A peculiar immunoglobulin M (IgM) identified in eggs of chum salmon (Oncorhynchus keta).

A protein reacting with antibody against chum salmon serum IgM was found in salmon egg yolk. The protein tentatively named IgM-like protein was partially purified from egg yolk extract by removal of euglobulin from the extract by dialysis against a low ionic strength buffer following DEAE ion-exchange chromatography. The IgM-like protein was antigenically identical with serum IgM, showing a complete fusion of precipitin line of the IgM-like protein with that of serum IgM on double immunodiffusion with antiserum IgM. The molecular weight of intact IgM-like protein was assessed by 3% SDS-PAGE to be 495 kDa, smaller than that of serum IgM (750 kDa). Upon 10% SDS-PAGE with mercaptane and subsequent Western blotting with antiserum IgM, the IgM-like protein separated into three components with molecular weights of 68 kDa, 51.5 kDa, and 23 kDa.
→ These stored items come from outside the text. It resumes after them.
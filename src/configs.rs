//! Runtime configuration loaded from configs.json
//!
//! Every section has full serde defaults so a partial (or missing) file
//! still yields a working configuration. The struct is built once at
//! startup and handed to the engine; nothing in the library reads it
//! through a global.

use serde::{Deserialize, Serialize};
use std::fs;
use std::path::Path;

/// Runtime configuration for the swap engine
#[derive(Debug, Clone, Default, Serialize, Deserialize)]
pub struct Configs {
    #[serde(default)]
    pub endpoints: EndpointConfigs,
    #[serde(default)]
    pub http: HttpConfigs,
    #[serde(default)]
    pub swap: SwapConfigs,
    #[serde(default)]
    pub cache: CacheConfigs,
}

/// Reads a configs.json file and returns a Configs object
pub fn read_configs<P: AsRef<Path>>(path: P) -> Result<Configs, Box<dyn std::error::Error>> {
    let data = fs::read_to_string(path)?;
    let configs: Configs = serde_json::from_str(&data)?;
    Ok(configs)
}

// =============================================================================
// SECTIONS
// =============================================================================

#[derive(Debug, Clone, Serialize, Deserialize)]
pub struct EndpointConfigs {
    /// Wallet backend base URL (wallets, token add, swap, price endpoints)
    #[serde(default = "default_backend_url")]
    pub backend_url: String,
    /// Pool-data provider base URL
    #[serde(default = "default_market_url")]
    pub market_url: String,
}

impl Default for EndpointConfigs {
    fn default() -> Self {
        Self {
            backend_url: default_backend_url(),
            market_url: default_market_url(),
        }
    }
}

#[derive(Debug, Clone, Serialize, Deserialize)]
pub struct HttpConfigs {
    #[serde(default = "default_request_timeout_secs")]
    pub request_timeout_secs: u64,
}

impl Default for HttpConfigs {
    fn default() -> Self {
        Self {
            request_timeout_secs: default_request_timeout_secs(),
        }
    }
}

#[derive(Debug, Clone, Serialize, Deserialize)]
pub struct SwapConfigs {
    /// Trailing-edge debounce window for quote and info refreshes
    #[serde(default = "default_debounce_ms")]
    pub debounce_ms: u64,
    /// Default slippage tolerance in basis points (500 = 5%)
    #[serde(default = "default_slippage_bps")]
    pub default_slippage_bps: u32,
    /// Delay before the post-swap wallet refresh fires
    #[serde(default = "default_post_swap_refresh_secs")]
    pub post_swap_refresh_secs: u64,
    /// Minimum spacing between two wallet refreshes
    #[serde(default = "default_min_refresh_spacing_secs")]
    pub min_refresh_spacing_secs: u64,
}

impl Default for SwapConfigs {
    fn default() -> Self {
        Self {
            debounce_ms: default_debounce_ms(),
            default_slippage_bps: default_slippage_bps(),
            post_swap_refresh_secs: default_post_swap_refresh_secs(),
            min_refresh_spacing_secs: default_min_refresh_spacing_secs(),
        }
    }
}

/// TTLs per cache tier, in seconds. Unit prices are never cached; the
/// quote path always fetches them fresh.
#[derive(Debug, Clone, Serialize, Deserialize)]
pub struct CacheConfigs {
    #[serde(default = "default_pool_info_ttl_secs")]
    pub pool_info_ttl_secs: i64,
    #[serde(default = "default_extended_info_ttl_secs")]
    pub extended_info_ttl_secs: i64,
    #[serde(default = "default_pool_address_ttl_secs")]
    pub pool_address_ttl_secs: i64,
    #[serde(default = "default_token_info_ttl_secs")]
    pub token_info_ttl_secs: i64,
}

impl Default for CacheConfigs {
    fn default() -> Self {
        Self {
            pool_info_ttl_secs: default_pool_info_ttl_secs(),
            extended_info_ttl_secs: default_extended_info_ttl_secs(),
            pool_address_ttl_secs: default_pool_address_ttl_secs(),
            token_info_ttl_secs: default_token_info_ttl_secs(),
        }
    }
}

// =============================================================================
// DEFAULTS
// =============================================================================

fn default_backend_url() -> String {
    "https://api.cryptoswap.app/v1".to_string()
}

fn default_market_url() -> String {
    "https://api.geckoterminal.com/api/v2".to_string()
}

fn default_request_timeout_secs() -> u64 {
    10
}

fn default_debounce_ms() -> u64 {
    350
}

fn default_slippage_bps() -> u32 {
    500
}

fn default_post_swap_refresh_secs() -> u64 {
    50
}

fn default_min_refresh_spacing_secs() -> u64 {
    3
}

fn default_pool_info_ttl_secs() -> i64 {
    60
}

fn default_extended_info_ttl_secs() -> i64 {
    60
}

fn default_pool_address_ttl_secs() -> i64 {
    6 * 3600
}

fn default_token_info_ttl_secs() -> i64 {
    24 * 3600
}
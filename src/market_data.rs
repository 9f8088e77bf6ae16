//! Market data cache
//!
//! Read-through cache in front of the pool-data and price providers with
//! one TTL per tier: pool snapshots and extended info are short-lived,
//! pool-address resolution and token metadata are effectively static.
//! Lookups that fail transiently are never cached (the next trigger
//! retries); lookups that succeed with "no data" are not cached either,
//! so a token listed minutes later shows up as soon as a fresh trigger
//! fires.
//!
//! Cache keys are `<network-slug>:<contract>` for contract tokens and
//! `<network-slug>:<symbol>` for natives, lowercased.

use std::collections::HashMap;
use std::sync::Arc;
use tokio::sync::RwLock;

use crate::api::{ExtendedInfo, PoolDataProvider, PoolInfo, PriceProvider, TokenInfo};
use crate::configs::CacheConfigs;
use crate::errors::SwapResult;
use crate::logger::{self, LogTag};
use crate::types::{CacheEntry, Network, Token};

/// Well-known native/USDT pools, one per network. Native assets have no
/// contract address to search pools by, so their market panel is pinned
/// to the deepest USDT pool on the chain's flagship venue.
pub fn native_usdt_pool(network: Network) -> &'static str {
    match network {
        Network::Eth => "0x11b815efb8f581194ae79006d24e0d814b7697f6",
        Network::Bsc => "0x16b9a82891338f9ba80e2d6970fdda79d1eb0dae",
        Network::Sol => "58oQChx4yWmvKdwLLZzBi4ChoCc2fqCUWBkwMihLYQo2",
        Network::Ton => "EQD8TJ8xEWB1SpnRE4d89YO3jl0W0EiBnNS4IBaHaUmdfizE",
    }
}

#[derive(Debug, Clone, Default)]
pub struct CacheStats {
    pub pool_info_entries: usize,
    pub extended_info_entries: usize,
    pub pool_address_entries: usize,
    pub token_info_entries: usize,
}

pub struct MarketDataCache {
    pools: Arc<dyn PoolDataProvider>,
    prices: Arc<dyn PriceProvider>,
    ttl: CacheConfigs,
    pool_info: RwLock<HashMap<String, CacheEntry<PoolInfo>>>,
    extended_info: RwLock<HashMap<String, CacheEntry<ExtendedInfo>>>,
    pool_addresses: RwLock<HashMap<String, CacheEntry<String>>>,
    token_info: RwLock<HashMap<String, CacheEntry<TokenInfo>>>,
}

impl MarketDataCache {
    pub fn new(
        pools: Arc<dyn PoolDataProvider>,
        prices: Arc<dyn PriceProvider>,
        ttl: CacheConfigs,
    ) -> Self {
        Self {
            pools,
            prices,
            ttl,
            pool_info: RwLock::new(HashMap::new()),
            extended_info: RwLock::new(HashMap::new()),
            pool_addresses: RwLock::new(HashMap::new()),
            token_info: RwLock::new(HashMap::new()),
        }
    }

    fn cache_key(token: &Token) -> String {
        match &token.contract {
            Some(contract) => {
                format!("{}:{}", token.network.market_slug(), contract.to_lowercase())
            }
            None => format!(
                "{}:{}",
                token.network.market_slug(),
                token.symbol.to_lowercase()
            ),
        }
    }

    // =========================================================================
    // POOL SNAPSHOTS
    // =========================================================================

    /// Pool snapshot for the token's primary pool. `Ok(None)` means the
    /// provider definitively knows no pool; transport failures bubble up.
    pub async fn get_pool_info(&self, token: &Token) -> SwapResult<Option<PoolInfo>> {
        let key = Self::cache_key(token);
        {
            let cache = self.pool_info.read().await;
            if let Some(entry) = cache.get(&key) {
                if !entry.is_expired(self.ttl.pool_info_ttl_secs) {
                    logger::debug(LogTag::Market, &format!("Pool info cache hit for {}", key));
                    return Ok(Some(entry.value.clone()));
                }
            }
        }

        let fetched = self.fetch_pool_info(token, &key).await?;
        if let Some(info) = &fetched {
            let mut cache = self.pool_info.write().await;
            cache.insert(key.clone(), CacheEntry::new(info.clone()));
            logger::debug(
                LogTag::Market,
                &format!("Cached pool {} for {}", info.address, key),
            );
        }
        Ok(fetched)
    }

    async fn fetch_pool_info(&self, token: &Token, key: &str) -> SwapResult<Option<PoolInfo>> {
        match &token.contract {
            None => {
                let address = native_usdt_pool(token.network);
                self.pools.pool_by_address(token.network, address).await
            }
            Some(contract) => {
                // address tier first: it outlives the snapshot TTL by hours
                if let Some(address) = self.cached_pool_address(key).await {
                    if let Some(info) =
                        self.pools.pool_by_address(token.network, &address).await?
                    {
                        return Ok(Some(info));
                    }
                    // cached address went dark, fall through to a fresh search
                }

                let pools = self.pools.pools_for_token(token.network, contract).await?;
                let best = pick_pool(pools);
                if let Some(info) = &best {
                    let mut cache = self.pool_addresses.write().await;
                    cache.insert(key.to_string(), CacheEntry::new(info.address.clone()));
                }
                Ok(best)
            }
        }
    }

    async fn cached_pool_address(&self, key: &str) -> Option<String> {
        let cache = self.pool_addresses.read().await;
        cache
            .get(key)
            .filter(|entry| !entry.is_expired(self.ttl.pool_address_ttl_secs))
            .map(|entry| entry.value.clone())
    }

    // =========================================================================
    // EXTENDED INFO
    // =========================================================================

    /// Extended market info for a held token, short TTL
    pub async fn get_extended_info(&self, token: &Token) -> SwapResult<Option<ExtendedInfo>> {
        let key = Self::cache_key(token);
        {
            let cache = self.extended_info.read().await;
            if let Some(entry) = cache.get(&key) {
                if !entry.is_expired(self.ttl.extended_info_ttl_secs) {
                    return Ok(Some(entry.value.clone()));
                }
            }
        }

        let fetched = self.prices.extended_info(token).await?;
        if let Some(info) = &fetched {
            let mut cache = self.extended_info.write().await;
            cache.insert(key, CacheEntry::new(info.clone()));
        }
        Ok(fetched)
    }

    // =========================================================================
    // TOKEN METADATA
    // =========================================================================

    /// Token metadata by contract, long TTL. Metadata is effectively
    /// static; only a process restart or TTL expiry refetches it.
    pub async fn get_token_info(
        &self,
        network: Network,
        contract: &str,
    ) -> SwapResult<Option<TokenInfo>> {
        let key = format!("{}:{}", network.market_slug(), contract.to_lowercase());
        {
            let cache = self.token_info.read().await;
            if let Some(entry) = cache.get(&key) {
                if !entry.is_expired(self.ttl.token_info_ttl_secs) {
                    return Ok(Some(entry.value.clone()));
                }
            }
        }

        let fetched = self.prices.token_info(network, contract).await?;
        if let Some(info) = &fetched {
            let mut cache = self.token_info.write().await;
            cache.insert(key, CacheEntry::new(info.clone()));
        }
        Ok(fetched)
    }

    // =========================================================================
    // MAINTENANCE
    // =========================================================================

    pub async fn stats(&self) -> CacheStats {
        CacheStats {
            pool_info_entries: self.pool_info.read().await.len(),
            extended_info_entries: self.extended_info.read().await.len(),
            pool_address_entries: self.pool_addresses.read().await.len(),
            token_info_entries: self.token_info.read().await.len(),
        }
    }

    pub async fn clear(&self) {
        self.pool_info.write().await.clear();
        self.extended_info.write().await.clear();
        self.pool_addresses.write().await.clear();
        self.token_info.write().await.clear();
    }
}

/// Prefer the USDT-quoted pool, else take the most liquid one (the
/// provider already orders by 24h volume descending)
fn pick_pool(pools: Vec<PoolInfo>) -> Option<PoolInfo> {
    if let Some(index) = pools.iter().position(|p| p.is_usdt_quoted()) {
        return pools.into_iter().nth(index);
    }
    pools.into_iter().next()
}
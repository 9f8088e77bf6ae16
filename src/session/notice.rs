//! User-facing notices
//!
//! The engine is UI-agnostic: anything the user should see flows out of a
//! channel as a `Notice` and the embedding layer renders it however it
//! likes (the mini-app shows toasts). Dropping the receiver is fine; the
//! sender logs every notice regardless.

use tokio::sync::mpsc;

use crate::logger::{self, LogTag};

#[derive(Debug, Clone, Copy, PartialEq, Eq)]
pub enum NoticeLevel {
    Success,
    Warning,
    Error,
}

#[derive(Debug, Clone, PartialEq, Eq)]
pub struct Notice {
    pub level: NoticeLevel,
    pub message: String,
}

impl Notice {
    pub fn success(message: impl Into<String>) -> Self {
        Self {
            level: NoticeLevel::Success,
            message: message.into(),
        }
    }

    pub fn warning(message: impl Into<String>) -> Self {
        Self {
            level: NoticeLevel::Warning,
            message: message.into(),
        }
    }

    pub fn error(message: impl Into<String>) -> Self {
        Self {
            level: NoticeLevel::Error,
            message: message.into(),
        }
    }
}

#[derive(Clone)]
pub struct NoticeSender {
    tx: mpsc::UnboundedSender<Notice>,
}

impl NoticeSender {
    pub fn push(&self, notice: Notice) {
        match notice.level {
            NoticeLevel::Success => logger::info(LogTag::Session, &notice.message),
            NoticeLevel::Warning => logger::warning(LogTag::Session, &notice.message),
            NoticeLevel::Error => logger::error(LogTag::Session, &notice.message),
        }
        // receiver may be gone; the log line above is the fallback
        let _ = self.tx.send(notice);
    }
}

pub fn notice_channel() -> (NoticeSender, mpsc::UnboundedReceiver<Notice>) {
    let (tx, rx) = mpsc::unbounded_channel();
    (NoticeSender { tx }, rx)
}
The 68 kDa, the most minor component, and the 23 kDa, the smallest molecular weight component, were identified, respectively, as H and L chain in view of their molecular weights identical to those of serum IgM. The 51.5 kDa, the main component, was also identified as H chain, since it reacted with antiserum IgM absorbed with purified L chain. From these results, it was concluded that the IgM-like protein in egg yolk, having a lower molecular weight than that of serum IgM, consists of H chain of smaller molecular weight as well as H and L chain of ordinary molecular weight.